Phill Kline, the former Kansas Attorney General and public face of the Amistad Project made several unsubstantiated claims about Zuckerberg’s supposed influence, alleging that Zuckerberg money “paid for the machines, paid for the election judges that determine what ballots will be counted and told them how many polling places to have.” Zuckerberg’s funding — often referred to as “Zuck bucks” — got coverage on Fox News as well.
It’s not surprising that targeting those grants has become a common, albeit under-the-radar provision in the restrictive election legislation sweeping across the country.
‘Now That We’re Out Of A Crisis’
The version of the provision in Georgia’s controversial election overhaul law doesn’t ban private funding outright; instead, it prohibits local officials from accepting grants and it instructs the state elections board to come up with an “equitable” method to distribute any private donations offered for election administration. Other bills are more sweeping. The new Arizona law bans all election officials from accepting or spending private money.
Gov. Doug Ducey’s (R) signing statement expressed his appreciation for the assistance Arizona received in the 2020 election and said that election officials used the private monies “with integrity.”
But then he pivoted. “This may not have been the first time election officials relied upon private monies to conduct the election, but it should be the last,” Ducey said. “With public confidence in our elections in peril, it’s clear that elections must be pristine and above reproach — and the sole purview of government.”
Some of the proposed bans in other states are just as broad, while others create certain carve-outs, like an exception in a Wyoming bill for food that is donated to elections offices.

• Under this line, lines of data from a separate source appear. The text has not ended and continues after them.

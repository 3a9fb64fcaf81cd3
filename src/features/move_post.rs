use serde_json::Value;
use tracing::{error, info, warn};

use super::{DialogOutcome, MESSAGE_SAME_CHANNEL, MESSAGE_THREAD_NOT_MOVABLE, ShareContext};
use crate::core::models::{MOVED_BY_PROP, ORIGINAL_AUTHOR_PROP};
use crate::errors::SharePostError;
use crate::utils::links::make_post_link;

/// Largest thread (post, parent and replies together) that may still be moved.
pub const MAX_MOVABLE_THREAD_SIZE: usize = 2;

/// Relocates the originating post into `to_channel`.
///
/// The copy is created before the original is deleted and nothing undoes the copy
/// if the delete fails, so a failed delete leaves the post in both channels.
/// The host files the copy under the bot account; the mover and the original
/// author are kept in [`MOVED_BY_PROP`] and [`ORIGINAL_AUTHOR_PROP`].
///
/// # Errors
///
/// Returns an error if fetching the thread, the post or the team fails, or if
/// creating the copy or deleting the original fails.
pub async fn move_post(
    ctx: &ShareContext<'_>,
    to_channel: &str,
    prefix: &str,
) -> Result<DialogOutcome, SharePostError> {
    let post_id = ctx.request.callback_id.as_str();

    let mut thread = ctx.api.get_post_thread(post_id).await.map_err(|e| {
        error!(post_id = %post_id, error = %e, "Failed to get post list");
        SharePostError::content_api("get post list", e)
    })?;
    thread.unique_order();
    if thread.len() > MAX_MOVABLE_THREAD_SIZE {
        warn!(
            post_id = %post_id,
            thread_size = thread.len(),
            "The post that has parent or child posts cannot be moved to other channel."
        );
        return Ok(DialogOutcome::rejected(MESSAGE_THREAD_NOT_MOVABLE));
    }

    let old_post = ctx.api.get_post(post_id).await.map_err(|e| {
        error!(post_id = %post_id, error = %e, "Failed to get post");
        SharePostError::content_api("get post", e)
    })?;

    if old_post.channel_id == to_channel {
        warn!(
            post_id = %post_id,
            channel_id = %to_channel,
            "Cannot move the post to same channel."
        );
        return Ok(DialogOutcome::rejected(MESSAGE_SAME_CHANNEL));
    }

    let team_id = ctx.request.team_id.as_str();
    let team = ctx.api.get_team(team_id).await.map_err(|e| {
        error!(team_id = %team_id, error = %e, "Failed to get team");
        SharePostError::content_api("get team", e)
    })?;

    let mut new_post = old_post.relocated(to_channel, format!("{prefix}{}", old_post.message));
    new_post.props.insert(
        MOVED_BY_PROP.to_string(),
        Value::String(ctx.request.user_id.clone()),
    );
    // A post moved twice keeps its first author.
    new_post
        .props
        .entry(ORIGINAL_AUTHOR_PROP)
        .or_insert_with(|| Value::String(old_post.user_id.clone()));
    let moved_post = ctx.api.create_post(&new_post).await.map_err(|e| {
        warn!(post_id = %post_id, channel_id = %to_channel, error = %e, "Failed to create post");
        SharePostError::content_api("create post", e)
    })?;

    if let Err(e) = ctx.api.delete_post(&old_post.id).await {
        error!(
            post_id = %old_post.id,
            moved_post_id = %moved_post.id,
            error = %e,
            "Failed to delete original post"
        );
        return Err(SharePostError::content_api("delete post", e));
    }

    let notice = format!(
        "This post is moved to {}",
        make_post_link(ctx.site_url, &team.name, &moved_post.id)
    );
    if let Err(e) = ctx
        .api
        .send_ephemeral_post(&old_post.channel_id, &ctx.request.user_id, &notice)
        .await
    {
        warn!(channel_id = %old_post.channel_id, error = %e, "Failed to send move notice");
    }

    info!(
        post_id = %post_id,
        moved_post_id = %moved_post.id,
        from_channel = %old_post.channel_id,
        to_channel = %to_channel,
        "Post moved"
    );
    Ok(DialogOutcome::done())
}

The “election integrity” commission convened by the Republican State Leadership Committee — the GOP entity that supports state-level Republican officials — is also advocating for prohibitions on election funding from non-government sources.
Washington Secretary of State Kim Wyman (R) — who is serving on the RSLC commission after speaking out against Trump’s false claims about fraud in the election — favors such bans, even though her office accepted $405,00 from the CEIR program. “We took it, but you know now that we’re out of a crisis, I think my lens is a little different,” she said.

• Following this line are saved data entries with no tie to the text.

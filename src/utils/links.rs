/// Builds a permalink to a post: `<site-url>/<team-name>/pl/<post-id>`.
///
/// A trailing `/` on `site_url` is dropped so the result never contains `//`
/// after the host.
#[must_use]
pub fn make_post_link(site_url: &str, team_name: &str, post_id: &str) -> String {
    format!(
        "{}/{}/pl/{}",
        site_url.trim_end_matches('/'),
        team_name,
        post_id
    )
}

/// Prefix placed above a shared or moved message body.
///
/// Present text becomes `"<text>\n\n"`; absence yields an empty prefix.
#[must_use]
pub fn additional_text_prefix(additional_text: Option<&str>) -> String {
    additional_text.map_or_else(String::new, |text| format!("{text}\n\n"))
}
//! The two things a submitted share dialog can do to a post.

pub mod move_post;
pub mod share;

use crate::api::submission::ShareForm;
use crate::core::models::{ShareType, SubmitDialogRequest};
use crate::errors::SharePostError;
use crate::mattermost::ContentApi;

pub const MESSAGE_GENERIC_ERROR: &str = "Something went wrong. Please try again later.";
pub const MESSAGE_THREAD_NOT_MOVABLE: &str =
    "The post that has parent or child posts cannot be moved to other channel.";
pub const MESSAGE_SAME_CHANNEL: &str = "Cannot move the post to same channel.";

/// Result of a handled submission that did not fail.
#[derive(Debug, Clone, Default, PartialEq, Eq)]
pub struct DialogOutcome {
    /// Message to show the submitting user, if the request was turned down.
    pub message: Option<String>,
}

impl DialogOutcome {
    #[must_use]
    pub fn done() -> Self {
        Self { message: None }
    }

    #[must_use]
    pub fn rejected(message: &str) -> Self {
        Self {
            message: Some(message.to_string()),
        }
    }
}

/// Everything a share or move needs to talk to the host.
pub struct ShareContext<'a> {
    pub api: &'a dyn ContentApi,
    pub site_url: &'a str,
    pub request: &'a SubmitDialogRequest,
}

/// Runs the operation selected by `form.share_type`.
///
/// # Errors
///
/// Returns an error if any host call on the chosen path fails.
pub async fn dispatch(
    ctx: &ShareContext<'_>,
    form: &ShareForm,
) -> Result<DialogOutcome, SharePostError> {
    match form.share_type {
        ShareType::Share => share::share_post(ctx, &form.to_channel, &form.prefix).await,
        ShareType::Move => move_post::move_post(ctx, &form.to_channel, &form.prefix).await,
    }
}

She told TPM that a lack of restrictions on private election funding could lead to philanthropic donors having an improper influence on how elections are carried out. But she also said that there is an “inherent problem” in that “we have never addressed the funding of elections in a comprehensive way.”
It’s here where she shares some common ground with the critics of the proposed grant funding bans, as they too say they’d prefer a world where robust public funding for elections made private grants unnecessary.
“Private funding of elections is a band aid. It’s not something that actually is a real good solution for the long term,” Grose said. “The ideal solution is for states and localities to spend the right amount on elections.”